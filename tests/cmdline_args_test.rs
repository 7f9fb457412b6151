//! Tests for command line parsing, overrides and the binary's output


use clap::Parser;
use spine_alignment::{
    cli::{self, Args},
    config::Config,
    pipeline::PostureAnalyzer,
    Error,
};
use std::fs;
use std::path::{Path, PathBuf};
use std::process::{Command, Output};
use test_helpers::{test_surface, PixelBody};

/// Unique path under the system temp dir
fn temp_path(name: &str) -> PathBuf {
    std::env::temp_dir().join(format!("spine_alignment_cli_{}_{name}", std::process::id()))
}

/// Recording with a centred body, an empty frame and a body far off centre
fn write_recording(name: &str) -> PathBuf {
    let path = temp_path(name);
    let centered = serde_json::to_string(&PixelBody::centered().joints()).unwrap();
    let shifted = serde_json::to_string(&PixelBody::centered().shifted(150.0).joints()).unwrap();
    fs::write(&path, format!("{centered}\nnull\n{shifted}\n")).unwrap();
    path
}

fn run_binary(args: &[&str]) -> Output {
    Command::new(env!("CARGO_BIN_EXE_spine-alignment"))
        .args(args)
        .env("RUST_LOG", "warn")
        .output()
        .unwrap()
}

fn json_lines(output: &Output) -> Vec<serde_json::Value> {
    String::from_utf8_lossy(&output.stdout)
        .lines()
        .filter(|line| line.starts_with('{'))
        .map(|line| serde_json::from_str(line).unwrap())
        .collect()
}

fn path_arg(path: &Path) -> &str {
    path.to_str().unwrap()
}

#[test]
fn test_parse_defaults() {
    let args = Args::try_parse_from(["spine-alignment"]).unwrap();

    assert!(args.input.is_none());
    assert!(args.config.is_none());
    assert!(args.width.is_none());
    assert!(args.height.is_none());
    assert!(args.min_visibility.is_none());
    assert!(!args.window);
    assert!(!args.json);
    assert!(!args.print_config);
    assert!(!args.debug);
}

#[test]
fn test_parse_short_and_long_flags() {
    let args = Args::try_parse_from([
        "spine-alignment",
        "-i",
        "session.jsonl",
        "-C",
        "config.yaml",
        "--width",
        "1280",
        "--height",
        "720",
        "--min-visibility",
        "0.6",
        "-w",
        "--json",
        "-d",
    ])
    .unwrap();

    assert_eq!(args.input, Some(PathBuf::from("session.jsonl")));
    assert_eq!(args.config, Some(PathBuf::from("config.yaml")));
    assert_eq!(args.width, Some(1280));
    assert_eq!(args.height, Some(720));
    assert_eq!(args.min_visibility, Some(0.6));
    assert!(args.window);
    assert!(args.json);
    assert!(args.debug);
}

#[test]
fn test_parse_rejects_non_numeric_width() {
    assert!(Args::try_parse_from(["spine-alignment", "--width", "wide"]).is_err());
    assert!(Args::try_parse_from(["spine-alignment", "--height", "-1"]).is_err());
}

#[test]
fn test_overrides_replace_config_values() {
    let args = Args::try_parse_from([
        "spine-alignment",
        "--input",
        "session.jsonl",
        "--width",
        "1280",
        "--height",
        "720",
        "--min-visibility",
        "0.6",
        "--window",
    ])
    .unwrap();

    let mut config = Config::default();
    args.apply_overrides(&mut config);

    assert_eq!(config.display.width, 1280);
    assert_eq!(config.display.height, 720);
    assert_eq!(config.analysis.min_visibility, Some(0.6));
    assert_eq!(config.input.recording, Some(PathBuf::from("session.jsonl")));
    assert!(config.display.show_window);
}

#[test]
fn test_window_flag_does_not_clear_config() {
    let args = Args::try_parse_from(["spine-alignment"]).unwrap();
    let mut config = Config::default();
    config.display.show_window = true;
    config.input.recording = Some(PathBuf::from("from_config.jsonl"));

    args.apply_overrides(&mut config);

    assert!(config.display.show_window);
    assert_eq!(config.input.recording, Some(PathBuf::from("from_config.jsonl")));
}

#[test]
fn test_resolve_rejects_bad_overrides() {
    for bad in [
        vec!["spine-alignment", "--min-visibility", "1.5"],
        vec!["spine-alignment", "--width", "0"],
        vec!["spine-alignment", "--height", "0"],
    ] {
        let args = Args::try_parse_from(bad.iter().copied()).unwrap();
        assert!(matches!(args.resolve_config(), Err(Error::ConfigError(_))), "{bad:?}");
    }
}

#[test]
fn test_resolve_falls_back_to_defaults_for_unreadable_config() {
    let missing = temp_path("missing_config.yaml");
    let args = Args::try_parse_from(["spine-alignment", "-C", path_arg(&missing)]).unwrap();

    assert_eq!(args.resolve_config().unwrap(), Config::default());
}

#[test]
fn test_recording_required() {
    let config = Args::try_parse_from(["spine-alignment"]).unwrap().resolve_config().unwrap();

    match cli::recording_path(&config) {
        Err(Error::ConfigError(message)) => assert!(message.contains("--input"), "{message}"),
        other => panic!("unexpected result: {other:?}"),
    }
}

#[test]
fn test_report_line_json_shape() {
    let mut analyzer = PostureAnalyzer::default();
    let mut surface = test_surface();
    let detected = analyzer.process_frame(Some(&PixelBody::centered().joints()), &mut surface).unwrap();
    let undetected = analyzer.process_frame(None, &mut surface).unwrap();

    let line: serde_json::Value = serde_json::from_str(&cli::report_line(1, &detected, true).unwrap()).unwrap();
    assert_eq!(line["frame"], 1);
    assert_eq!(line["status"], "excellent");
    assert_eq!(line["message"], detected.feedback.message.as_str());
    assert_eq!(line["alignment"]["state"], "assessed");
    assert_eq!(line["alignment"]["is_aligned"], true);

    let line: serde_json::Value = serde_json::from_str(&cli::report_line(2, &undetected, true).unwrap()).unwrap();
    assert_eq!(line["frame"], 2);
    assert_eq!(line["status"], "checking");
    assert_eq!(line["alignment"]["state"], "undetected");
}

#[test]
fn test_report_line_plain_text() {
    let mut analyzer = PostureAnalyzer::default();
    let report = analyzer.process_frame(None, &mut test_surface()).unwrap();

    let line = cli::report_line(7, &report, false).unwrap();
    assert!(line.starts_with("[    7] checking   "), "{line}");
    assert!(line.ends_with(&report.feedback.message), "{line}");
}

#[test]
fn test_binary_json_output() {
    let recording = write_recording("json.jsonl");
    let output = run_binary(&["--input", path_arg(&recording), "--width", "800", "--height", "800", "--json"]);
    fs::remove_file(&recording).ok();

    assert!(output.status.success(), "{}", String::from_utf8_lossy(&output.stderr));

    let lines = json_lines(&output);
    assert_eq!(lines.len(), 3);
    for (i, line) in lines.iter().enumerate() {
        assert_eq!(line["frame"], i + 1);
        assert!(line["status"].is_string());
        assert!(line["message"].is_string());
        assert!(line["alignment"]["state"].is_string());
    }

    assert_eq!(lines[0]["status"], "excellent");
    assert_eq!(lines[0]["alignment"]["state"], "assessed");
    assert_eq!(lines[1]["status"], "checking");
    assert_eq!(lines[1]["alignment"]["state"], "undetected");
    assert_eq!(lines[2]["status"], "severe");

    let stdout = String::from_utf8_lossy(&output.stdout);
    assert!(stdout.contains("Processed 3 frames (2 with a person detected)"), "{stdout}");
}

#[test]
fn test_binary_size_overrides_change_assessment() {
    // Deviation thresholds are in pixels, so the same normalized offset
    // scores milder on a smaller surface
    let recording = write_recording("size.jsonl");
    let output = run_binary(&["-i", path_arg(&recording), "--width", "160", "--height", "160", "--json"]);
    fs::remove_file(&recording).ok();

    assert!(output.status.success(), "{}", String::from_utf8_lossy(&output.stderr));
    let lines = json_lines(&output);
    assert_eq!(lines.len(), 3);
    assert_eq!(lines[2]["alignment"]["max_deviation"], 30);
    assert_eq!(lines[2]["alignment"]["is_aligned"], false);
    assert_eq!(lines[2]["status"], "good");
}

#[test]
fn test_binary_requires_recording() {
    let output = run_binary(&[]);

    assert!(!output.status.success());
    let stderr = String::from_utf8_lossy(&output.stderr);
    assert!(stderr.contains("No landmark recording given"), "{stderr}");
}

#[test]
fn test_binary_rejects_invalid_visibility() {
    let recording = write_recording("visibility.jsonl");
    let output = run_binary(&["-i", path_arg(&recording), "--min-visibility", "1.5"]);
    fs::remove_file(&recording).ok();

    assert!(!output.status.success());
    assert!(json_lines(&output).is_empty());
}

#[test]
fn test_binary_print_config() {
    let output = run_binary(&["--print-config"]);

    assert!(output.status.success());
    let stdout = String::from_utf8_lossy(&output.stdout);
    assert!(stdout.contains("display:"), "{stdout}");
}
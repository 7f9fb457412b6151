//! Drawing surface that records commands for headless runs and inspection.

use super::{Color, Path, Stroke, Surface};
use crate::{landmarks::PixelJoint, Result};

/// One recorded drawing call
#[derive(Debug, Clone, PartialEq)]
pub enum DrawCommand {
    FillRect {
        x: f64,
        y: f64,
        width: f64,
        height: f64,
        color: Color,
    },
    StrokePath {
        path: Path,
        stroke: Stroke,
    },
    FillCircle {
        center: PixelJoint,
        radius: f64,
        color: Color,
    },
    FillText {
        text: String,
        anchor: PixelJoint,
        size: f64,
        color: Color,
    },
}

/// Surface that keeps a list of draw calls
///
/// Used headless and in tests to inspect exactly what a frame drew.
#[derive(Debug, Clone, Default)]
pub struct RecordingSurface {
    width: f64,
    height: f64,
    commands: Vec<DrawCommand>,
}

impl RecordingSurface {
    #[must_use]
    pub fn new(width: f64, height: f64) -> Self {
        Self {
            width,
            height,
            commands: Vec::new(),
        }
    }

    #[must_use]
    pub fn commands(&self) -> &[DrawCommand] {
        &self.commands
    }

    /// Drop recorded commands, keeping the dimensions
    pub fn clear(&mut self) {
        self.commands.clear();
    }

    /// Take recorded commands, leaving the surface empty
    pub fn take_commands(&mut self) -> Vec<DrawCommand> {
        std::mem::take(&mut self.commands)
    }

    /// Change the reported dimensions, as when a window is resized
    pub fn resize(&mut self, width: f64, height: f64) {
        self.width = width;
        self.height = height;
    }
}

impl Surface for RecordingSurface {
    fn width(&self) -> f64 {
        self.width
    }

    fn height(&self) -> f64 {
        self.height
    }

    fn fill_rect(&mut self, x: f64, y: f64, width: f64, height: f64, color: Color) -> Result<()> {
        self.commands.push(DrawCommand::FillRect {
            x,
            y,
            width,
            height,
            color,
        });
        Ok(())
    }

    fn stroke_path(&mut self, path: &Path, stroke: &Stroke) -> Result<()> {
        self.commands.push(DrawCommand::StrokePath {
            path: path.clone(),
            stroke: *stroke,
        });
        Ok(())
    }

    fn fill_circle(&mut self, center: PixelJoint, radius: f64, color: Color) -> Result<()> {
        self.commands.push(DrawCommand::FillCircle { center, radius, color });
        Ok(())
    }

    fn fill_text(&mut self, text: &str, anchor: PixelJoint, size: f64, color: Color) -> Result<()> {
        self.commands.push(DrawCommand::FillText {
            text: text.to_string(),
            anchor,
            size,
            color,
        });
        Ok(())
    }
}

* * * *

# [What you should do]
An exact copy of the lines above, from the one containing "the binary's output" through the one containing "system temp dir", is the whole of the answer.

# [Answer space]
//! Tests for command line parsing, overrides and the binary's output


use clap::Parser;
use spine_alignment::{
    cli::{self, Args},
    config::Config,
    pipeline::PostureAnalyzer,
    Error,
};
use std::fs;
use std::path::{Path, PathBuf};
use std::process::{Command, Output};
use test_helpers::{test_surface, PixelBody};

/// Unique path under the system temp dir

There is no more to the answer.